The nature and electrophysiological properties of Ca2+-independent depolarization-activated potassium currents were investigated in vestibular primary neurons acutely isolated from postnatal mice using the whole cell configuration of the patch-clamp technique. Three types of currents were identified. The first current, sensitive to TEA (I-TEA) and insensitive to 4-aminopyridine (4-AP), activated at -40 mV and exhibited slow activation (tau (ac), 38.4 +/- 7.8 ms at -30 mV, mean +/- SD). I-TEA had a half activation potential [V-ac(1/2)] of -14.5 +/- 2.6 mV and was inactivated by up to 84.5 +/- 5.7% by 10-s conditioning prepulses with a half inactivation potential [V-inac(1/2)] of -62.4 +/- 0.2 mV. The second current, sensitive to 4-AP (maximum block around 0.5 mM) and to alpha -dendrotoxin (I-DTX) appeared at -60 mV. Complete block of I-DTX was achieved using either 20 nM alpha -DTX or 50 nM margatoxin.
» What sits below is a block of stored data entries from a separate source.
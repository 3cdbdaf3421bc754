use axum::http::Method;
use axum::routing::get;
use axum::Router;
use tower_http::cors::{Any, CorsLayer};
use tower_http::trace::TraceLayer;

use crate::handler;
use crate::state::AppState;

/// Build the axum router with all catalog endpoints.
///
/// `trending`, `featured` and `type/:type` are static segments and always win
/// over `/api/content/:id`.
pub fn build_router(state: AppState) -> Router {
    Router::new()
        .route("/health", get(handler::health_handler))
        .route("/info", get(handler::info_handler))
        .route("/api/content", get(handler::list_content))
        .route("/api/content/trending", get(handler::trending_content))
        .route("/api/content/featured", get(handler::featured_content))
        .route("/api/content/type/:type", get(handler::content_by_type))
        .route("/api/content/:id", get(handler::content_by_id))
        .route("/api/content/:id/categories", get(handler::content_categories))
        .route("/api/categories/:id", get(handler::category_by_id))
        .route("/api/search", get(handler::search_content))
        .fallback(handler::not_found)
        .layer(TraceLayer::new_for_http())
        .with_state(state)
}

/// Read-only CORS policy: any origin, `GET` only.
pub fn cors_layer() -> CorsLayer {
    CorsLayer::new()
        .allow_origin(Any)
        .allow_methods([Method::GET])
}
//! Profile keys owned by the comment threads.

use fh_types::ContentId;

/// The chat display name of the profile.
pub const DISPLAY_NAME: &str = "chat_username";

const THREAD_PREFIX: &str = "comments_";
const LEGACY_THREAD_PREFIX: &str = "chat_";

/// Key of the thread of `content`.
pub fn thread_key(content: &ContentId) -> String {
    format!("{THREAD_PREFIX}{content}")
}

/// Key older profiles stored the thread of `content` under.
pub fn legacy_thread_key(content: &ContentId) -> String {
    format!("{LEGACY_THREAD_PREFIX}{content}")
}

#[cfg(test)]
mod tests {
    use super::*;

    #[test]
    fn keys_are_prefixed_with_content_id() {
        let id = ContentId::new("stranger-things");
        assert_eq!(thread_key(&id), "comments_stranger-things");
        assert_eq!(legacy_thread_key(&id), "chat_stranger-things");
    }

    #[test]
    fn display_name_key_is_not_a_thread_key() {
        // A content id of "username" would collide with the display name
        // under the legacy scheme but not under the current one.
        assert_ne!(thread_key(&ContentId::new("username")), DISPLAY_NAME);
    }
}
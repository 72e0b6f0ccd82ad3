//! TOML-based application configuration.
//!
//! Stores user preferences including:
//! - Tick cadence for drivers that poll the engine
//! - The abandonment noise threshold
//! - Notification preferences
//!
//! Configuration is stored at `~/.config/pomotimer/config.toml`. Interval
//! lengths are fixed per mode and are not configurable.

use serde::{Deserialize, Serialize};
use std::path::{Path, PathBuf};

use super::data_dir;
use super::write_atomic;
use crate::error::ConfigError;

/// Timer-driver configuration.
#[derive(Debug, Clone, Serialize, Deserialize)]
pub struct TimerConfig {
    /// How often a driver should call `tick`, in milliseconds.
    #[serde(default = "default_tick_interval_ms")]
    pub tick_interval_ms: u64,
    /// Interruptions at or below this many elapsed seconds are not recorded.
    #[serde(default = "default_abandon_threshold_secs")]
    pub abandon_threshold_secs: u64,
}

/// Notification configuration.
#[derive(Debug, Clone, Serialize, Deserialize)]
pub struct NotificationsConfig {
    #[serde(default = "default_true")]
    pub enabled: bool,
    /// Title shown on the completion notification.
    #[serde(default = "default_notification_title")]
    pub title: String,
}

/// Application configuration.
///
/// Serialized to/from TOML at `~/.config/pomotimer/config.toml`.
#[derive(Debug, Clone, Default, Serialize, Deserialize)]
pub struct Config {
    #[serde(default)]
    pub timer: TimerConfig,
    #[serde(default)]
    pub notifications: NotificationsConfig,
}

fn default_tick_interval_ms() -> u64 {
    500
}
fn default_abandon_threshold_secs() -> u64 {
    1
}
fn default_true() -> bool {
    true
}
fn default_notification_title() -> String {
    "Pomodoro".into()
}

impl Default for TimerConfig {
    fn default() -> Self {
        Self {
            tick_interval_ms: default_tick_interval_ms(),
            abandon_threshold_secs: default_abandon_threshold_secs(),
        }
    }
}

impl Default for NotificationsConfig {
    fn default() -> Self {
        Self {
            enabled: true,
            title: default_notification_title(),
        }
    }
}

impl Config {
    fn get_json_value_by_path<'a>(
        root: &'a serde_json::Value,
        key: &str,
    ) -> Option<&'a serde_json::Value> {
        if key.is_empty() {
            return None;
        }

        let mut current = root;
        for part in key.split('.') {
            current = current.get(part)?;
        }
        Some(current)
    }

    fn set_json_value_by_path(
        root: &mut serde_json::Value,
        key: &str,
        value: &str,
    ) -> Result<(), ConfigError> {
        let unknown = || ConfigError::UnknownKey(key.to_string());
        let invalid = |message: String| ConfigError::InvalidValue {
            key: key.to_string(),
            message,
        };

        let mut parts = key.split('.').peekable();
        if key.is_empty() {
            return Err(unknown());
        }

        let mut current = root;
        while let Some(part) = parts.next() {
            if parts.peek().is_none() {
                let obj = current.as_object_mut().ok_or_else(unknown)?;
                let existing = obj.get(part).ok_or_else(unknown)?;

                let new_value = match existing {
                    serde_json::Value::Bool(_) => serde_json::Value::Bool(
                        value
                            .parse::<bool>()
                            .map_err(|e| invalid(e.to_string()))?,
                    ),
                    serde_json::Value::Number(_) => serde_json::Value::Number(
                        value
                            .parse::<u64>()
                            .map_err(|_| invalid(format!("cannot parse '{value}' as number")))?
                            .into(),
                    ),
                    serde_json::Value::Object(_) | serde_json::Value::Array(_) => {
                        return Err(invalid("cannot assign to a table".into()));
                    }
                    _ => serde_json::Value::String(value.into()),
                };

                obj.insert(part.to_string(), new_value);
                return Ok(());
            }

            current = current.get_mut(part).ok_or_else(unknown)?;
        }

        Err(unknown())
    }

    pub fn path() -> PathBuf {
        data_dir().join("config.toml")
    }

    /// Load from disk, writing defaults when the file is missing.
    ///
    /// # Errors
    ///
    /// Returns an error if the config file exists but cannot be read or
    /// parsed, or if the default config cannot be written to disk.
    pub fn load() -> Result<Self, ConfigError> {
        Self::load_from(&Self::path())
    }

    /// [`load`](Self::load) against an explicit file. An existing file is
    /// never overwritten, even when it cannot be read.
    pub fn load_from(path: &Path) -> Result<Self, ConfigError> {
        let load_failed = |message: String| ConfigError::LoadFailed {
            path: path.to_path_buf(),
            message,
        };
        match std::fs::read_to_string(path) {
            Ok(content) => toml::from_str(&content).map_err(|e| load_failed(e.to_string())),
            Err(e) if e.kind() == std::io::ErrorKind::NotFound => {
                let cfg = Self::default();
                cfg.save_to(path)?;
                Ok(cfg)
            }
            Err(e) => Err(load_failed(e.to_string())),
        }
    }

    /// Persist to disk.
    ///
    /// # Errors
    ///
    /// Returns an error if the config cannot be serialized or written to disk.
    pub fn save(&self) -> Result<(), ConfigError> {
        self.save_to(&Self::path())
    }

    pub fn save_to(&self, path: &Path) -> Result<(), ConfigError> {
        let save_failed = |message: String| ConfigError::SaveFailed {
            path: path.to_path_buf(),
            message,
        };
        let content = toml::to_string_pretty(self).map_err(|e| save_failed(e.to_string()))?;
        write_atomic(path, content.as_bytes()).map_err(|e| save_failed(e.to_string()))?;
        Ok(())
    }

    /// Get a config value as string by dot-separated key.
    pub fn get(&self, key: &str) -> Option<String> {
        let json = serde_json::to_value(self).ok()?;
        let val = Self::get_json_value_by_path(&json, key)?;
        match val {
            serde_json::Value::String(s) => Some(s.clone()),
            other => Some(other.to_string()),
        }
    }

    /// Set a config value by key without saving.
    ///
    /// # Errors
    ///
    /// Returns an error if the key is unknown or the value cannot be parsed.
    pub fn apply(&mut self, key: &str, value: &str) -> Result<(), ConfigError> {
        let mut json = serde_json::to_value(&*self).map_err(|e| ConfigError::InvalidValue {
            key: key.to_string(),
            message: e.to_string(),
        })?;
        Self::set_json_value_by_path(&mut json, key, value)?;
        *self = serde_json::from_value(json).map_err(|e| ConfigError::InvalidValue {
            key: key.to_string(),
            message: e.to_string(),
        })?;
        Ok(())
    }

    /// Set a config value by key and save.
    ///
    /// # Errors
    ///
    /// Returns an error if the key is unknown, the value cannot be parsed,
    /// or the config cannot be saved.
    pub fn set(&mut self, key: &str, value: &str) -> Result<(), ConfigError> {
        self.apply(key, value)?;
        self.save()
    }

    /// Abandonment threshold as a duration.
    pub fn abandon_threshold(&self) -> chrono::Duration {
        chrono::Duration::seconds(self.timer.abandon_threshold_secs.min(i64::MAX as u64) as i64)
    }

    /// Load from disk, returning default on error.
    /// This is a convenience method that never fails.
    pub fn load_or_default() -> Self {
        Self::load().unwrap_or_else(|e| {
            tracing::warn!(error = %e, "using default configuration");
            Self::default()
        })
    }
}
This current activated 10 times faster than I-TEA (tau (ac), 3.5 +/- 0.8 ms at -50 mV) with V-ac(1/2) of -51.2 +/- 0.6 mV, and inactivated only slightly compared with I-TEA (maximum inactivation, 19.7 +/- 3.2%). The third current, also sensitive to 4-AP (maximum block at 2 mM), was selectively blocked by application of blood depressing substance (BDS-I; maximum block at 250 nM). The BDS-I-sensitive current (IBDS-I) activated around -60 mV. It displayed fast activation (tau (ac), 2.3 +/- 0.4 ms at 250 mV) and fast and complete voltage-dependent inactivation. IBDS-I had a V-ac(1/2) of -31.3 +/- 0.4 mV and V-inac(1/2) of -65.8 +/- 0.3 mV. It displayed faster time-dependent inactivation and recovery from inactivation than I-TEA. The three types of current were found in all the neurons investigated. Although I-TEA was the major current, the proportion of I-DTX and IBDS-I varied considerably between neurons. The ratio of the density of IBDS-I to that of I-DTX ranged from 0.02 to 2.90 without correlation with the cell capacitances. In conclusion, vestibular primary neurons differ by the proportion rather than the type of the depolarization-activated potassium currents they express.